At Dr Stephens' invitation Clossy undertook autopsy work in Dr Steevens' Hospital from 1752 to 1756, and was a member of the Medico-Philosophical Society, which gave him an expertise in pathology. He also contributed articles to Repository. After a period of unofficial work for Mercer's Hospital, he was appointed a physician there from 1762 to 1763. His 1763 Observations on some of the diseases of the parts of the body; chiefly taken from the dissection of morbid bodies is considered among the first systematic studies of pathology in the English language and drew on his work in Dr Steevens' Hospital and St George's Hospital, London.

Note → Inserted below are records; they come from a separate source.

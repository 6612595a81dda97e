use std::fs;

use tempfile::tempdir;
use wafreport_cases::{CaseTable, CasesError};

const EXPORT: &str = "\
ticketnumber,title,createdon,product,rootcause,customerstatement,resolution,fullpath
120012346,App Gateway returns 502,2024-01-08,Application Gateway,Probe path mismatch,\"Users see 502, intermittently\",Aligned probe with Traefik health endpoint,Azure/Networking/App Gateway
120012347,TLS handshake failures,2024-02-11,Application Gateway,Expired certificate,Public site down,Renewed certificate from Key Vault,Azure/Networking/App Gateway
";

#[test]
fn test_load_support_case_export() {
    let dir = tempdir().unwrap();
    let path = dir.path().join("azure_support_cases.csv");
    fs::write(&path, EXPORT).unwrap();

    let cases = CaseTable::from_csv(&path).unwrap();

    assert_eq!(cases.col_count(), 8);
    assert_eq!(cases.row_count(), 2);
    assert_eq!(cases.headers()[0], "ticketnumber");
    assert_eq!(cases.headers()[7], "fullpath");
    assert_eq!(
        cases.get(0, "customerstatement"),
        Some("Users see 502, intermittently")
    );
    assert_eq!(
        cases.column("ticketnumber"),
        Some(vec!["120012346", "120012347"])
    );
}

#[test]
fn test_missing_file_is_io_error() {
    let dir = tempdir().unwrap();
    let result = CaseTable::from_csv(dir.path().join("nope.csv"));

    assert!(matches!(result, Err(CasesError::Io(_))));
}

#[test]
fn test_invalid_utf8_is_csv_error() {
    let dir = tempdir().unwrap();
    let path = dir.path().join("bad.csv");
    fs::write(&path, b"id,title\n1,\xff\xfe\n").unwrap();

    let result = CaseTable::from_csv(&path);
    assert!(matches!(result, Err(CasesError::Csv(_))));
}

He emigrated to New York in September 1763, where he had been promised a job at a planned military hospital. Having learnt that this hospital plan was floundering, he took up lecturing in anatomy, advertising the lectures in the New York Gazette and Post Boy on 17 November 1763 which were received "with delight". He was eventually employed as a tutor and then professor of natural philosophy in October 1765 at King's College. In 1767, he became the college's first professor of anatomy, making him the first college professor in a medical subject in North America. During his lectures, Clossy used the bodies of enslaved people for dissections. The American war of independence and his declining health led him to return to England late in 1780, where he spent 4 years trying unsuccessfully to find a new appointment. He addressed a sworn memorial to the Committee Appointed by Act of Parliament for Enquiring into the Losses and Services of the American Loyalists on 8 July 1784.

He retired to Dublin with a pension, dying there on 22 August 1786. He had been elected an honorary fellow of the Royal College of Physicians of Ireland in 1784. On 12 May 1759 he married Elizabeth Leech in St Andrew’s Church, Dublin, who survived him along with a daughter.